'''

#![warn(missing_docs)]
//! Hex knot mosaics.
//!
//! A mosaic is a sparse grid of hexagonal cells on axial coordinates. Each
//! cell carries a tile from a fixed catalog of strand patterns, turned by a
//! multiple of 60°, so that strands can run across cell boundaries and form
//! knot and link diagrams.
//!
//! The model ([`catalog`], [`grid`], [`rotation`], [`resolver`]) and the
//! plane geometry ([`geometry`], [`math`]) have no graphics dependency.
//! [`render`] draws through the [`render::Canvas`] trait; [`viewer`] is the
//! interactive bevy backend.

pub mod adjacency;
pub mod catalog;
pub mod definition;
pub mod dump;
pub mod error;
pub mod geometry;
pub mod grid;
pub mod math;
pub mod render;
pub mod resolver;
pub mod rotation;
pub mod viewer;

pub use catalog::{Edge, EdgePair, TileCatalog, TileId, TilePattern};
pub use error::{DefinitionError, InvalidDirectionError, UnknownTileError};
pub use grid::{MosaicGrid, PlacedTile};
pub use resolver::paths_at;
//! Interactive mosaic window.
//!
//! Renders the grid into a [`Scene`](crate::render::Scene) at startup and
//! again whenever [`ViewerConfig`] is edited, then draws it every frame with
//! 2-D gizmos. Tile-id labels are painted through egui. WASD/arrows pan,
//! the wheel zooms, Tab toggles the world inspector and Esc quits.

mod entities;
mod systems;

pub use entities::{Mosaic, MosaicScene, ViewerCamera};

use bevy::app::AppExit;
use bevy::prelude::*;
use bevy_inspector_egui::quick::WorldInspectorPlugin;

use crate::render::RenderSettings;

/// Viewer state, used for system scheduling.
#[derive(States, Default, Debug, Clone, PartialEq, Eq, Hash, Reflect)]
pub enum ViewerState {
    /// Plain mosaic view.
    #[default]
    Viewing,
    /// World inspector open (Tab to toggle).
    Inspecting,
}

/// Configuration for the viewer plugin.
#[derive(Resource, Clone, Debug, Reflect)]
pub struct ViewerConfig {
    /// Hexagon circumradius in world units.
    pub hex_size: f32,
    /// Strand endpoint radius as a fraction of `hex_size`.
    pub strand_inset: f32,
    /// Samples per strand curve.
    pub bezier_steps: usize,
    /// Hexagon outline color.
    pub outline_color: Color,
    /// Strand color.
    pub strand_color: Color,
    /// Background clear color.
    pub clear_color: Color,
    /// Gizmo line width in pixels.
    pub line_width: f32,
    /// Label font size in points.
    pub label_font_size: f32,
    /// Label color as sRGB bytes.
    pub label_rgb: [u8; 3],
    /// Pan speed in screen pixels per second.
    pub pan_speed: f32,
    /// Zoom factor per wheel line.
    pub zoom_step: f32,
    /// Smallest orthographic scale (most zoomed in).
    pub min_scale: f32,
    /// Largest orthographic scale (most zoomed out).
    pub max_scale: f32,
    /// Extra space around the mosaic when fitting the camera, as a fraction.
    pub fit_margin: f32,
}

impl Default for ViewerConfig {
    fn default() -> Self {
        Self {
            hex_size: 1.0,
            strand_inset: 0.95,
            bezier_steps: 30,
            outline_color: Color::BLACK,
            strand_color: Color::srgb(0.0, 0.5, 0.0),
            clear_color: Color::WHITE,
            line_width: 2.0,
            label_font_size: 11.0,
            label_rgb: [0, 0, 0],
            pan_speed: 400.0,
            zoom_step: 1.1,
            min_scale: 0.001,
            max_scale: 1.0,
            fit_margin: 0.2,
        }
    }
}

impl ViewerConfig {
    /// Renderer parameters derived from this config.
    pub fn render_settings(&self) -> RenderSettings {
        RenderSettings {
            size: self.hex_size,
            strand_inset: self.strand_inset,
            bezier_steps: self.bezier_steps,
        }
    }
}

/// Mosaic viewer plugin. Needs [`Mosaic`] inserted and `EguiPlugin` added.
pub struct ViewerPlugin(pub ViewerConfig);

impl Plugin for ViewerPlugin {
    fn build(&self, app: &mut App) {
        app.register_type::<ViewerConfig>()
            .register_type::<ViewerState>()
            .register_type::<ViewerCamera>()
            .init_state::<ViewerState>()
            .insert_resource(self.0.clone())
            .insert_resource(ClearColor(self.0.clear_color))
            .add_systems(Startup, systems::setup_scene)
            .add_systems(
                Update,
                (
                    systems::apply_config.run_if(resource_changed::<ViewerConfig>),
                    systems::rebuild_scene.run_if(
                        resource_changed::<ViewerConfig>
                            .and(not(resource_added::<ViewerConfig>)),
                    ),
                ),
            )
            .add_systems(
                Update,
                (
                    systems::draw_scene,
                    systems::draw_labels,
                    systems::exit_on_esc,
                    systems::toggle_inspector,
                ),
            )
            .add_systems(
                Update,
                (systems::pan_camera, systems::zoom_camera)
                    .run_if(in_state(ViewerState::Viewing)),
            )
            .add_plugins(WorldInspectorPlugin::new().run_if(in_state(ViewerState::Inspecting)));
    }
}

/// Opens a window showing `mosaic` and blocks until it closes.
pub fn run(mosaic: Mosaic, config: ViewerConfig) -> AppExit {
    let mut app = App::new();

    app.add_plugins(DefaultPlugins.set(WindowPlugin {
        primary_window: Some(Window {
            title: "Hex Knot Mosaic".into(),
            ..default()
        }),
        ..default()
    }))
    .add_plugins(bevy_egui::EguiPlugin::default())
    .insert_resource(mosaic)
    .add_plugins(ViewerPlugin(config));

    app.run()
}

'''

## INSTRUCTIONS FOR THE TASK
Transcribe the listing above line for line, from the first line to the line containing "Strand endpoint radius", inclusive, with no other lines.

## YOUR RESPONSE
#![warn(missing_docs)]
//! Hex knot mosaics.
//!
//! A mosaic is a sparse grid of hexagonal cells on axial coordinates. Each
//! cell carries a tile from a fixed catalog of strand patterns, turned by a
//! multiple of 60°, so that strands can run across cell boundaries and form
//! knot and link diagrams.
//!
//! The model ([`catalog`], [`grid`], [`rotation`], [`resolver`]) and the
//! plane geometry ([`geometry`], [`math`]) have no graphics dependency.
//! [`render`] draws through the [`render::Canvas`] trait; [`viewer`] is the
//! interactive bevy backend.

pub mod adjacency;
pub mod catalog;
pub mod definition;
pub mod dump;
pub mod error;
pub mod geometry;
pub mod grid;
pub mod math;
pub mod render;
pub mod resolver;
pub mod rotation;
pub mod viewer;

pub use catalog::{Edge, EdgePair, TileCatalog, TileId, TilePattern};
pub use error::{DefinitionError, InvalidDirectionError, UnknownTileError};
pub use grid::{MosaicGrid, PlacedTile};
pub use resolver::paths_at;
//! Interactive mosaic window.
//!
//! Renders the grid into a [`Scene`](crate::render::Scene) at startup and
//! again whenever [`ViewerConfig`] is edited, then draws it every frame with
//! 2-D gizmos. Tile-id labels are painted through egui. WASD/arrows pan,
//! the wheel zooms, Tab toggles the world inspector and Esc quits.

mod entities;
mod systems;

pub use entities::{Mosaic, MosaicScene, ViewerCamera};

use bevy::app::AppExit;
use bevy::prelude::*;
use bevy_inspector_egui::quick::WorldInspectorPlugin;

use crate::render::RenderSettings;

/// Viewer state, used for system scheduling.
#[derive(States, Default, Debug, Clone, PartialEq, Eq, Hash, Reflect)]
pub enum ViewerState {
    /// Plain mosaic view.
    #[default]
    Viewing,
    /// World inspector open (Tab to toggle).
    Inspecting,
}

/// Configuration for the viewer plugin.
#[derive(Resource, Clone, Debug, Reflect)]
pub struct ViewerConfig {
    /// Hexagon circumradius in world units.
    pub hex_size: f32,
    /// Strand endpoint radius as a fraction of `hex_size`.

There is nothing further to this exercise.